Location
- Country: United States
- State: Delaware
- County: Sussex

Physical characteristics
- Source: Kent-Sussex Line Branch divide
- • location: about 0.5 miles south of Staytonville, Delaware
- • coordinates: 38°50′32″N 075°30′48″W﻿ / ﻿38.84222°N 75.51333°W
- • elevation: 55 ft (17 m)
- Mouth: Gum Branch
- • location: about 2 miles east-northeast of Bridgeville, Delaware
- • coordinates: 38°45′17″N 075°33′04″W﻿ / ﻿38.75472°N 75.55111°W
- • elevation: 23 ft (7.0 m)
- Length: 8.87 mi (14.27 km)
- Basin size: 10.74 square miles (27.8 km^{2})
- • location: Gum Branch
- • average: 13.36 cu ft/s (0.378 m^{3}/s) at mouth with Gum Branch

Basin features
- Progression: Gum Branch → Nanticoke River → Chesapeake Bay → Atlantic Ocean
- River system: Nanticoke River
- • left: Crony Pond Branch
- • right: Long Branch
- Bridges: Staytonville Road, Bender Farm Road, Utica Road, Beach Highway, Tuckers Road, Sharps Mill Road

= Toms Dam Branch =

Stream in Delaware, USA

Toms Dam Branch is an 8.87 mi long 2nd tributary to Gum Branch in Sussex County, Delaware.
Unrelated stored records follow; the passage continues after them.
//! Call-chain building and lowering into ledger commands.
//!
//! # Responsibilities
//! - Hold an ordered list of move calls whose outputs feed later calls
//! - Reject references to results no earlier step produced
//! - Lower the chain into inputs and commands without touching the network
//!
//! # Design Decisions
//! - Result handles are indices into the chain's step table, not live values
//! - Every appended step gets a fresh id; a handle only resolves in chains
//!   that contain the exact step it came from
//! - Appending never mutates the receiver; it returns the extended chain
//! - The chain is submitted whole; steps are never reordered or split

use std::collections::HashMap;
use std::fmt;
use std::str::FromStr;
use std::sync::atomic::{AtomicU64, Ordering};

use serde::Serialize;

use crate::blockchain::type_tag::{is_valid_identifier, TypeTag};
use crate::blockchain::types::{ChainBuildError, ObjectId};
use crate::blockchain::wire::{self, Command, ProgrammableMoveCall};

/// Fully qualified function: `package::module::function`.
#[derive(Debug, Clone, PartialEq, Eq, Hash)]
pub struct MoveTarget {
    package: ObjectId,
    module: String,
    function: String,
}

impl MoveTarget {
    pub fn new(package: ObjectId, module: &str, function: &str) -> Result<Self, ChainBuildError> {
        for ident in [module, function] {
            if !is_valid_identifier(ident) {
                return Err(ChainBuildError::InvalidTarget {
                    input: format!("{}::{}::{}", package, module, function),
                    reason: format!("'{}' is not a valid identifier", ident),
                });
            }
        }
        Ok(Self {
            package,
            module: module.to_string(),
            function: function.to_string(),
        })
    }

    pub fn package(&self) -> ObjectId {
        self.package
    }

    pub fn module(&self) -> &str {
        &self.module
    }

    pub fn function(&self) -> &str {
        &self.function
    }
}

impl FromStr for MoveTarget {
    type Err = ChainBuildError;

    fn from_str(s: &str) -> Result<Self, Self::Err> {
        let invalid = |reason: String| ChainBuildError::InvalidTarget {
            input: s.to_string(),
            reason,
        };
        let parts: Vec<&str> = s.trim().split("::").collect();
        let [package, module, function] = parts.as_slice() else {
            return Err(invalid("expected package::module::function".to_string()));
        };
        let package: ObjectId = package.parse().map_err(|e| invalid(format!("{}", e)))?;
        Self::new(package, module, function)
    }
}

impl fmt::Display for MoveTarget {
    fn fmt(&self, f: &mut fmt::Formatter<'_>) -> fmt::Result {
        write!(f, "{}::{}::{}", self.package, self.module, self.function)
    }
}

static NEXT_STEP_ID: AtomicU64 = AtomicU64::new(1);

fn next_step_id() -> u64 {
    NEXT_STEP_ID.fetch_add(1, Ordering::Relaxed)
}

/// Reference to one output of an earlier step in the same chain.
#[derive(Debug, Clone, Copy, PartialEq, Eq, Hash)]
pub struct ResultHandle {
    step: usize,
    output: u16,
    /// Id of the producing step, distinguishing sibling chains that share a
    /// prefix.
    origin: u64,
}

impl ResultHandle {
    pub(crate) fn new(step: usize, output: u16, origin: u64) -> Self {
        Self { step, output, origin }
    }

    /// Index of the producing step.
    pub fn step(&self) -> usize {
        self.step
    }

    /// Index among the producing step's outputs.
    pub fn output(&self) -> u16 {
        self.output
    }
}

impl fmt::Display for ResultHandle {
    fn fmt(&self, f: &mut fmt::Formatter<'_>) -> fmt::Result {
        write!(f, "result {} of step {}", self.output, self.step)
    }
}

/// A single call argument.
#[derive(Debug, Clone, PartialEq, Eq)]
pub enum Argument {
    /// BCS-encoded pure value.
    Literal(Vec<u8>),
    /// On-ledger object, resolved to a concrete reference at submission.
    Object { id: ObjectId, mutable: bool },
    Result(ResultHandle),
    /// Homogeneous vector built in-transaction.
    TypedVector {
        element_type: TypeTag,
        elements: Vec<Argument>,
    },
}

impl Argument {
    /// BCS-encoded literal of any serializable value.
    pub fn pure<T: Serialize + ?Sized>(value: &T) -> Result<Self, ChainBuildError> {
        bcs::to_bytes(value)
            .map(Self::Literal)
            .map_err(|e| ChainBuildError::InvalidLiteral(e.to_string()))
    }

    /// `vector<u8>` literal.
    pub fn byte_vector(bytes: &[u8]) -> Result<Self, ChainBuildError> {
        Self::pure(bytes)
    }

    /// Object the call may mutate.
    pub fn object(id: ObjectId) -> Self {
        Self::Object { id, mutable: true }
    }

    /// Object the call only reads. Required for the system clock.
    pub fn object_read_only(id: ObjectId) -> Self {
        Self::Object { id, mutable: false }
    }

    pub fn typed_vector(element_type: TypeTag, elements: Vec<Argument>) -> Self {
        Self::TypedVector {
            element_type,
            elements,
        }
    }
}

impl From<ResultHandle> for Argument {
    fn from(handle: ResultHandle) -> Self {
        Self::Result(handle)
    }
}

/// One move call plus the number of results it yields.
#[derive(Debug, Clone, PartialEq, Eq)]
pub struct CallStep {
    target: MoveTarget,
    type_arguments: Vec<TypeTag>,
    arguments: Vec<Argument>,
    outputs: u16,
}

impl CallStep {
    pub fn new(target: MoveTarget) -> Self {
        Self {
            target,
            type_arguments: Vec::new(),
            arguments: Vec::new(),
            outputs: 0,
        }
    }

    pub fn type_argument(mut self, tag: TypeTag) -> Self {
        self.type_arguments.push(tag);
        self
    }

    pub fn argument(mut self, argument: impl Into<Argument>) -> Self {
        self.arguments.push(argument.into());
        self
    }

    /// Number of results the target returns. The builder does not inspect the
    /// remote signature, so the caller declares it.
    pub fn outputs(mut self, count: u16) -> Self {
        self.outputs = count;
        self
    }

    pub fn target(&self) -> &MoveTarget {
        &self.target
    }

    pub fn arguments(&self) -> &[Argument] {
        &self.arguments
    }

    pub fn output_count(&self) -> u16 {
        self.outputs
    }
}

/// Ordered move calls submitted as one transaction.
#[derive(Debug, Clone, Default, PartialEq, Eq)]
pub struct CallChain {
    steps: Vec<CallStep>,
    /// Parallel to `steps`.
    step_ids: Vec<u64>,
}

impl CallChain {
    pub fn new() -> Self {
        Self::default()
    }

    pub fn steps(&self) -> &[CallStep] {
        &self.steps
    }

    pub fn len(&self) -> usize {
        self.steps.len()
    }

    pub fn is_empty(&self) -> bool {
        self.steps.is_empty()
    }

    /// Returns the chain extended by `step` together with the step's output
    /// handles. `self` is left untouched.
    pub fn append_step(
        &self,
        step: CallStep,
    ) -> Result<(CallChain, Vec<ResultHandle>), ChainBuildError> {
        let index = self.steps.len();
        for argument in &step.arguments {
            self.check_references(index, argument)?;
        }

        let id = next_step_id();
        let handles = (0..step.outputs)
            .map(|output| ResultHandle::new(index, output, id))
            .collect();

        let mut chain = self.clone();
        chain.steps.push(step);
        chain.step_ids.push(id);
        Ok((chain, handles))
    }

    fn check_references(&self, step: usize, argument: &Argument) -> Result<(), ChainBuildError> {
        match argument {
            Argument::Result(handle) => {
                let produced = self
                    .steps
                    .get(handle.step)
                    .zip(self.step_ids.get(handle.step))
                    .is_some_and(|(producer, id)| {
                        *id == handle.origin && handle.output < producer.outputs
                    });
                if !produced {
                    return Err(ChainBuildError::DanglingHandleReference {
                        step,
                        handle: *handle,
                    });
                }
                Ok(())
            }
            Argument::TypedVector { elements, .. } => elements
                .iter()
                .try_for_each(|element| self.check_references(step, element)),
            Argument::Literal(_) | Argument::Object { .. } => Ok(()),
        }
    }

    /// Convert into ledger inputs and commands, preserving step order.
    pub fn lower(&self) -> Result<LoweredChain, ChainBuildError> {
        let mut lowering = Lowering::default();
        for (index, step) in self.steps.iter().enumerate() {
            let arguments = step
                .arguments
                .iter()
                .map(|argument| lowering.lower_argument(index, argument))
                .collect::<Result<Vec<_>, _>>()?;

            let call = ProgrammableMoveCall {
                package: step.target.package,
                module: step.target.module.clone(),
                function: step.target.function.clone(),
                type_arguments: step.type_arguments.clone(),
                arguments,
            };
            let command = lowering.push_command(Command::MoveCall(Box::new(call)))?;
            lowering.step_commands.push(command);
        }

        Ok(LoweredChain {
            inputs: lowering.inputs,
            commands: lowering.commands,
        })
    }
}

/// Transaction input before object references are resolved.
#[derive(Debug, Clone, PartialEq, Eq)]
pub enum InputSlot {
    Pure(Vec<u8>),
    Object { id: ObjectId, mutable: bool },
}

/// A chain flattened into ledger form, pending object resolution.
#[derive(Debug, Clone, PartialEq, Eq)]
pub struct LoweredChain {
    pub inputs: Vec<InputSlot>,
    pub commands: Vec<Command>,
}

impl LoweredChain {
    /// Distinct objects referenced by the inputs, in input order.
    pub fn object_ids(&self) -> Vec<ObjectId> {
        self.inputs
            .iter()
            .filter_map(|slot| match slot {
                InputSlot::Object { id, .. } => Some(*id),
                InputSlot::Pure(_) => None,
            })
            .collect()
    }
}

#[derive(Default)]
struct Lowering {
    inputs: Vec<InputSlot>,
    object_inputs: HashMap<ObjectId, u16>,
    commands: Vec<Command>,
    step_commands: Vec<u16>,
}

fn wire_index(len: usize, what: &'static str) -> Result<u16, ChainBuildError> {
    u16::try_from(len).map_err(|_| ChainBuildError::LimitExceeded {
        what,
        limit: u16::MAX as usize,
    })
}

impl Lowering {
    fn push_input(&mut self, slot: InputSlot) -> Result<u16, ChainBuildError> {
        let index = wire_index(self.inputs.len(), "inputs")?;
        self.inputs.push(slot);
        Ok(index)
    }

    fn push_command(&mut self, command: Command) -> Result<u16, ChainBuildError> {
        let index = wire_index(self.commands.len(), "commands")?;
        self.commands.push(command);
        Ok(index)
    }

    fn lower_argument(
        &mut self,
        step: usize,
        argument: &Argument,
    ) -> Result<wire::Argument, ChainBuildError> {
        match argument {
            Argument::Literal(bytes) => {
                let index = self.push_input(InputSlot::Pure(bytes.clone()))?;
                Ok(wire::Argument::Input(index))
            }
            Argument::Object { id, mutable } => {
                if let Some(&index) = self.object_inputs.get(id) {
                    if let Some(InputSlot::Object { mutable: existing, .. }) =
                        self.inputs.get_mut(index as usize)
                    {
                        *existing |= *mutable;
                    }
                    return Ok(wire::Argument::Input(index));
                }
                let index = self.push_input(InputSlot::Object {
                    id: *id,
                    mutable: *mutable,
                })?;
                self.object_inputs.insert(*id, index);
                Ok(wire::Argument::Input(index))
            }
            Argument::Result(handle) => {
                let command = self.step_commands.get(handle.step).copied().ok_or(
                    ChainBuildError::DanglingHandleReference {
                        step,
                        handle: *handle,
                    },
                )?;
                Ok(wire::Argument::NestedResult(command, handle.output))
            }
            Argument::TypedVector {
                element_type,
                elements,
            } => {
                let elements = elements
                    .iter()
                    .map(|element| self.lower_argument(step, element))
                    .collect::<Result<Vec<_>, _>>()?;
                let command =
                    self.push_command(Command::MakeMoveVec(Some(element_type.clone()), elements))?;
                Ok(wire::Argument::Result(command))
            }
        }
    }
}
This is the only stream of this name in the United States.

==Variant names==
According to the Geographic Names Information System, it has also been known historically as:
- Saint Johnstown Ditch

==Course==
Toms Dam Branch rises about 0.5 miles south of Staytonville, Delaware and then flows south to join Gum Branch about 2 miles east-northeast of Bridgeville.

==Watershed==
Toms Dam Branch drains 10.74 sqmi of area, receives about 45.7 in/year of precipitation, has a topographic wetness index of 742.48 and is about 10% forested.